I had offered to fetch Luke's girlfriend and her son at the airport. Nicole and I had been sending text messages to one another about it and had agreed to meet at the pick-up zone. The plane was due at 12,15 so allowing for luggage collection etc. I planned to be at the aforesaid zone at 12 45. "Wait for me if I'm not there when you arrive" I told her.  I remembered to take my phone so we could get in touch as soon as the plane landed. I didn't remember to charge the silly thing in advance, but when I checked it before I left thought it's juice would last out. How wrong I was!

Having cancelled my Saturday Beginner Agility session, I duly set out for the airport just before 12. There was a bit more traffic on the road than I had expected so I arrived at Cape Town International a little later than I had intended, but still well before 1 pm. I took the turn-off signposted "Pick-up Zone" collected my parking ticket and found a bay, a rather narrow one, quite near the entrance. I noted that the plane had been delayed, but had landed a few minutes before. There was no sign of Nicole and Lucas at the pick-up Zone so I sat down to wait in a position from which I could see the stream of people emerging from the arrivals hall.

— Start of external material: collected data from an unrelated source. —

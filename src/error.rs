//! # Error Types
//!
//! Error handling for the SPLPv1 validator.
//!
//! The protocol itself knows exactly one failure: a message that is not legal
//! for the current session state, whether because of its direction, its text,
//! or both. The remaining variants belong to configuration loading and
//! logging setup.
//!
//! ## Example Usage
//! ```rust
//! use splp_validator::error::{ProtocolError, Result};
//! use splp_validator::protocol::message::Message;
//! use splp_validator::protocol::validator::Validator;
//!
//! fn open(validator: &mut Validator) -> Result<()> {
//!     validator.try_validate(&Message::client("CONNECT"))?;
//!     validator.try_validate(&Message::server("CONNECT_OK"))?;
//!     Ok(())
//! }
//!
//! let mut validator = Validator::new();
//! assert!(open(&mut validator).is_ok());
//! assert!(matches!(
//!     validator.try_validate(&Message::server("CONNECT_OK")),
//!     Err(ProtocolError::ProtocolViolation { .. })
//! ));
//! ```

use crate::protocol::message::Direction;
use crate::protocol::state::State;
use thiserror::Error;

/// Error message constants to reduce allocations in error paths.
pub mod constants {
    /// Configuration errors
    pub const ERR_CONFIG_READ: &str = "Failed to read config file";
    pub const ERR_CONFIG_PARSE: &str = "Failed to parse TOML";
    pub const ERR_CONFIG_SERIALIZE: &str = "Failed to serialize config";
    pub const ERR_CONFIG_WRITE: &str = "Failed to write config file";

    /// Logging errors
    pub const ERR_LOG_FILTER: &str = "Invalid log filter directive";
}

// ProtocolError is the primary error type for all validator operations
#[derive(Error, Debug)]
pub enum ProtocolError {
    /// The message was malformed or not allowed in the current state.
    /// The session continues from `INIT` after this error.
    #[error("Protocol violation: {direction} message rejected in state {state}")]
    ProtocolViolation { state: State, direction: Direction },

    #[error("Configuration error: {0}")]
    ConfigError(String),

    #[error("Logging error: {0}")]
    LoggingError(String),
}

/// Type alias for Results using ProtocolError
pub type Result<T> = std::result::Result<T, ProtocolError>;
#![no_main]

use libfuzzer_sys::fuzz_target;
use splp_validator::{validate, Direction, Message, SessionState, State, Verdict};

/// Messages that drive a fresh session into `state`
fn path_to(state: State) -> Vec<Message> {
    if state == State::Init {
        return Vec::new();
    }
    let mut path = vec![Message::client("CONNECT")];
    if state == State::Connecting {
        return path;
    }
    path.push(Message::server("CONNECT_OK"));

    let request = match state {
        State::WaitingVersion => "GET_VER",
        State::WaitingData => "GET_DATA",
        State::WaitingB64 => "GET_B64",
        State::Disconnecting => "DISCONNECT",
        _ => return path,
    };
    path.push(Message::client(request));
    path
}

fuzz_target!(|data: &[u8]| {
    let Some((&flags, rest)) = data.split_first() else {
        return;
    };
    let Ok(text) = std::str::from_utf8(rest) else {
        return;
    };

    let direction = if flags & 1 == 0 {
        Direction::ClientToServer
    } else {
        Direction::ServerToClient
    };
    let msg = Message::new(direction, text);

    // Feed the same text from every state
    for state in State::ALL {
        let mut session = SessionState::new();
        for m in path_to(state) {
            session = validate(session, &m).1;
        }
        assert_eq!(session.state(), state);

        let (verdict, next) = validate(session, &msg);
        if verdict == Verdict::Invalid {
            assert_eq!(next, SessionState::new());
        }
        assert_eq!(next.pending().is_some(), next.state() == State::WaitingData);
    }
});
//! # SPLPv1 Protocol
//!
//! - **message**: directional messages, pending commands, verdicts
//! - **state**: protocol states and the per-session record
//! - **grammar**: payload grammars of the version, data and base64 replies
//! - **validator**: the state machine

pub mod grammar;
pub mod message;
pub mod state;
pub mod validator;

After waiting about twenty minutes, which is the longest I have had to wait for luggage collection myself, I thought it would be a good idea to get in touch with Nicole and tried to ring her number. My phone simply refused to do anything but tell me to recharge the battery. Nothing for it" I told myself. I'll just have to sit and wait until they appear. " But when more than half an hour had gone by I thought Nicole must missed the plane or have gone home some other way. She had no doubt sent a message to tell me about it and I had not received it. My free parking time had now run out. I went to the information desk and got them to page her, but there was no response. I couldn't find a way to charge my phone so decided to leave a message and  go home.

Meantime Nicole was standing outside the arrivals building in the drop-off zone. She was becoming frantic. Sure that I had been hijacked or had met with an accident she rang Luke who became a bit worried too and then Danielle who started ringing hospitals and police. Finally Nicole got an uber. She stopped off at Evergreen only to find that I had left hours before and was nowhere to be found. I drove home, not in the best of moods I must admit,and was told that Nicole had been looking for me. She wasn't in the best of moods either. I am glad to say that a plate of fish and chips each later, peace has been restored.

It struck me later that the advent of the cell phone has put paid to a whole genre of  stories. So many love stories and  romantic films produced in my youth centred round lovers failing to meet.. In those days this sort of thing happened all the time. I can't count how many times my husband and I made arrangements to meet which didn't come off because one of us went to the wrong meeting place.  Nowadays it only happens to old grannies like me.